Stowaway raccoon makes its way to Catalina Island's interior
Catalina Island Conservancy
While Catalina welcomes more than a million visitors a year, the Island currently has a most unwelcome guest in the form of a stowaway raccoon from San Pedro, who jumped ship in Avalon Harbor on or about Sunday July 1st near the Casino.
The raccoon was spotted, first on July 4th at the Hogsback Gate leading into the Interior, then again at the Roy Rose Nature Garden near the Summit. On Saturday July 7, the elusive animal was spotted just past the Haypress picnic area. Early Monday morning, July 8th, there was an unconfirmed sighting in Middle Ranch of a small lumbering creature that did not look like a cat or a fox. On Monday evening, July 9th, there was a sighting at Fox Landing.
"The raccoon seems to be following the roads and heading deeper into the Interior," said Darcee Guttilla, Conservancy Wildlife Biologist, who has been tracking the animal since its discovery. "So far, there's been no backtracking motion on its part."
The presence of the raccoon on the Island worries Conservancy biologists because raccoons are carriers of a number of various infectious bacteria, viruses and parasites harmful to humans and wild and domesticated animals. Canine distemper virus infection is probably the most common viral disease in raccoons, along with rabies and parvo. Canine distemper virus caused the precipitous decline in the Catalina Island fox, causing it to be listed as in endangered species in 2004. The fox is only now experiencing recovery due to extensive efforts by the Conservancy and its conservation partners.
According to a scientific study, raccoon droppings have a good chance of containing infective eggs containing fully formed roundworm larva (Baylisascaris), which can remain alive in the soil for years and, if ingested, hatch inside a person's body through the brain or the eyes.

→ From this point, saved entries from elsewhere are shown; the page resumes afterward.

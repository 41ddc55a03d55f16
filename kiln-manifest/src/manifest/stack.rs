//! Target stacks for code generation.

use std::{fmt, str::FromStr};

use serde::{Deserialize, Serialize};

/// Supported backend stacks.
#[derive(Debug, Clone, Copy, PartialEq, Eq, Hash, Deserialize, Serialize)]
#[serde(rename_all = "lowercase")]
pub enum Stack {
    /// Java with Spring Boot and JPA
    Spring,
    /// TypeScript with TypeORM and Express
    TypeScript,
    /// Python with Django and Django REST framework
    Django,
}

impl Stack {
    pub const ALL: [Stack; 3] = [Stack::Spring, Stack::TypeScript, Stack::Django];

    /// Returns the stack identifier as a static string.
    pub fn as_str(&self) -> &'static str {
        match self {
            Stack::Spring => "spring",
            Stack::TypeScript => "typescript",
            Stack::Django => "django",
        }
    }
}

impl fmt::Display for Stack {
    fn fmt(&self, f: &mut fmt::Formatter<'_>) -> fmt::Result {
        write!(f, "{}", self.as_str())
    }
}

impl FromStr for Stack {
    type Err = String;

    fn from_str(s: &str) -> Result<Self, Self::Err> {
        match s.to_lowercase().as_str() {
            "spring" | "java" | "spring-boot" => Ok(Stack::Spring),
            "typescript" | "ts" => Ok(Stack::TypeScript),
            "django" | "python" => Ok(Stack::Django),
            _ => Err(format!(
                "unknown stack '{}', expected 'spring', 'typescript' or 'django'",
                s
            )),
        }
    }
}

#[cfg(test)]
mod tests {
    use super::*;

    #[test]
    fn test_from_str() {
        assert_eq!(Stack::from_str("spring").unwrap(), Stack::Spring);
        assert_eq!(Stack::from_str("Java").unwrap(), Stack::Spring);
        assert_eq!(Stack::from_str("ts").unwrap(), Stack::TypeScript);
        assert_eq!(Stack::from_str("python").unwrap(), Stack::Django);
        assert!(Stack::from_str("rails").is_err());
    }

    #[test]
    fn test_deserialize() {
        let stack: Stack = serde_json::from_str(r#""django""#).unwrap();
        assert_eq!(stack, Stack::Django);
    }
}
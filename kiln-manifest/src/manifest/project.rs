use serde::Deserialize;

use super::Stack;

/// Project metadata configuration
#[derive(Debug, Clone, Deserialize)]
pub struct ProjectConfig {
    /// Project name, used for Python app modules when `app` is unset
    pub name: String,

    /// Project description
    pub description: Option<String>,

    /// Target stack for code generation
    pub stack: Stack,

    /// Base package for Java sources (e.g. "com.example.shop")
    pub package: Option<String>,

    /// Django application module
    pub app: Option<String>,
}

A single larva can cause blindness.
Julie King, the Conservancy's Senior Wildlife Biologist offered this advice to Islanders:
"If you see the raccoon, please don't try to touch it," she warned. "Raccoons are cute, but if cornered, can be extremely dangerous."
Dr. Winston Vickers, a veterinarian for the Institute for Wildlife Services said that the endangered Catalina Island fox are especially susceptible to strains of the diseases carried by mainland raccoons because of never having been exposed to these strains before. "Additionally," he said, "raccoons would represent direct and substantial competition for resources with the foxes, and potentially a source of physical harm or fatal injury."
The drama began on Sunday, July 1 aboard the Helen Marie bound for Avalon out of San Pedro. Mid-channel, the boaters discovered a stowaway raccoon aboard that immediately dove back down into the bowels of the boat. After tying up at mooring #226 in Avalon Harbor, a still, unidentified couple, disembarked on a dingy seeking help. They found uniformed Firefighter Specialist Kevin Crosby of the Los Angeles Fire Department having lunch at Antonio's. Crosby notified the Harbor Patrol and Avalon Animal Control Officer Tammy Scott who offered a raccoon-sized cage. Captain Curt Cameron of the Harbor Patrol, accompanied by Crosby in the fireboat out to the mooring.
Although they set the trap with dog food as a lure, the raccoon, unseen by humans, was able to lift the trap, shake out the food, eat the food, dive overboard and swim for shore.
The Conservancy is asking Islanders, both in town, and in the Interior, to be on the lookout for the raccoon. If you see it, please call the Conservancy's Conservation Office at 510-1299, Julie King at (310) 510-3102 or Darcee Guttilla at (310) 510-2802.
"Please call immediately," King said. "We can reduce the risk of parasites and diseases being transferred to our pets and native wildlife if we are able to respond quickly and capture the animal."
In addition, the Conservancy is asking all boaters who find stowaway animals on their boats to turn around and return to the mainland. Island habitats and wildlife are extremely sensitive to introduced species and diseases, and their fragile ecosystems can be seriously disrupted without careful attention. Please check boats before leaving the harbor and contact Animal Control on the mainland if there are stowaways. The California Department of Fish and Game is reporting a dramatic increase in the number of raccoons in the San Pedro area due to the food being put out for feral cat colonies.